Published March 16, 2016 by Iphis of Scyros

So, having finished with Descartes, now Words Crush Wednesday has caught up with the other reading from that week (yes, this semester’s quotes are likely to keep going until next semester), What is Enlightenment? by Immanuel Kant.  Translated by Peter Gay.

Enlightenment is man’s emergence from his self-imposed nonage.  Nonage is the inability to use one’s own understanding without another’s guidance.  This nonage is self-imposed if its cause lies not in lack of understanding but in indecision and lack of courage to use one’s own mind without another’s guidance.  Dare to know! (Sapere aude.)  “Have the courage to use your own understanding,” is therefore the motto of the enlightened.

Laziness and cowardice are the reasons why such a large part of mankind gladly remain minors all their lives, long after nature has freed them from external guidance.  They are the reasons why it is so easy for others to set themselves up as guardians.  It is so comfortable to be a minor.  If I have a book that thinks for me, a pastor who acts as my conscience, a physician who prescribes my diet, and so on — then I have no need to exert myself.  I have no need to think, if only I can pay; others will take care of that disagreeable business for me.  Those guardians who have kindly taken supervision upon themselves see to it that the overwhelming majority of mankind — among them the entire fair sex — should consider the step to maturity not only as hard, but as extremely dangerous.  First, these guardians make their domestic cattle stupid and carefully prevent the docile creatures from taking a single step without the leading-strings to which they have fastened them.  Then they show them the danger that would threaten them if they should try to walk by themselves.  Now, this danger is not really very great; after stumbling a few times they would, at last, learn to walk.  However, examples of such failures intimidate and generally discourage all further attempts.
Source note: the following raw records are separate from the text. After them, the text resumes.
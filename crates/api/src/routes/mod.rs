//! HTTP route handlers.
//!
//! # Route Structure
//!
//! ```text
//! GET  /health                 - Liveness
//! GET  /health/ready           - Store reachability
//!
//! # Persona
//! GET  /persona                - List (offset, limit)
//! GET  /persona/{id}           - Show
//! POST /persona/create         - Create (auth)
//! PUT  /persona/update/{id}    - Update (auth)
//!
//! # Direccion
//! GET  /direccion/list         - List (offset, limit)
//! GET  /direccion/{id}         - Show
//! POST /direccion/create       - Create (auth)
//!
//! # Auth
//! POST /token                  - Password login (form, rate limited)
//! GET  /users/me               - Current user (auth)
//! ```
//!
//! Trailing slashes are trimmed before routing, so `/persona/1/` reaches
//! `/persona/{id}`.

pub mod auth;
pub mod direcciones;
pub mod extract;
pub mod health;
pub mod personas;

use axum::{
    Router,
    routing::{get, post, put},
};

use crate::error::AppError;
use crate::middleware::login_rate_limiter;
use crate::state::AppState;

/// Create the API router.
pub fn routes() -> Router<AppState> {
    Router::new()
        .route("/health", get(health::health))
        .route("/health/ready", get(health::readiness))
        .route("/persona", get(personas::list))
        .route("/persona/create", post(personas::create))
        .route("/persona/update/{id}", put(personas::update))
        .route("/persona/{id}", get(personas::show))
        .route("/direccion/list", get(direcciones::list))
        .route("/direccion/create", post(direcciones::create))
        .route("/direccion/{id}", get(direcciones::show))
        .route("/token", post(auth::login).layer(login_rate_limiter()))
        .route("/users/me", get(auth::me))
        .fallback(not_found)
}

async fn not_found() -> AppError {
    AppError::NotFound("Not found".to_owned())
}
That was actually the opening of the piece, btw.


Words Crush Wednesday – Descartes

Published March 9, 2016 by Iphis of Scyros

This is the final Words Crush Wednesday quote from Descartes’ Discourse on Method, I promise!

if there were such machines with the organs and shape of a monkey or of some other non-rational animal, we would have no way of discovering that they are not the same as these animals.  But if there were machines that resembled our bodies and if they imitated our actions as much as is morally possible, we would always have two very certain means for recognizing that, none the less, they are not genuinely human.  The first is that they would never be able to use speech, or other signs composed by themselves, as we do to express our thoughts to others.  For one could easily conceive of a machine that is made in such a way that it utters words, and even that it would utter some words in response to physical actions that cause a change in its organs — for example, if someone touched it in a particular place, it would ask what one wishes to say to it, or if it were touched somewhere else, it would cry out that it was being hurt, and so on.  But it could not arrange words in different ways to reply to the meaning of everything that is said in its presence, as even the most unintelligent human beings can do.  The second means is that, even if they did many things as well as or, possibly, even better than any one of us, they would infallibly fail in others.  Thus one would discover that they did not act on the basis of knowledge, but merely as a result of the disposition of their organs.  For whereas reason is a universal instrument that can be used in all kinds of situations, these organs need a specific disposition for every particular action.  it follows that it is morally impossible for a machine to have enough different dispositions to make it act in every human situation in the same way as our reason makes us act.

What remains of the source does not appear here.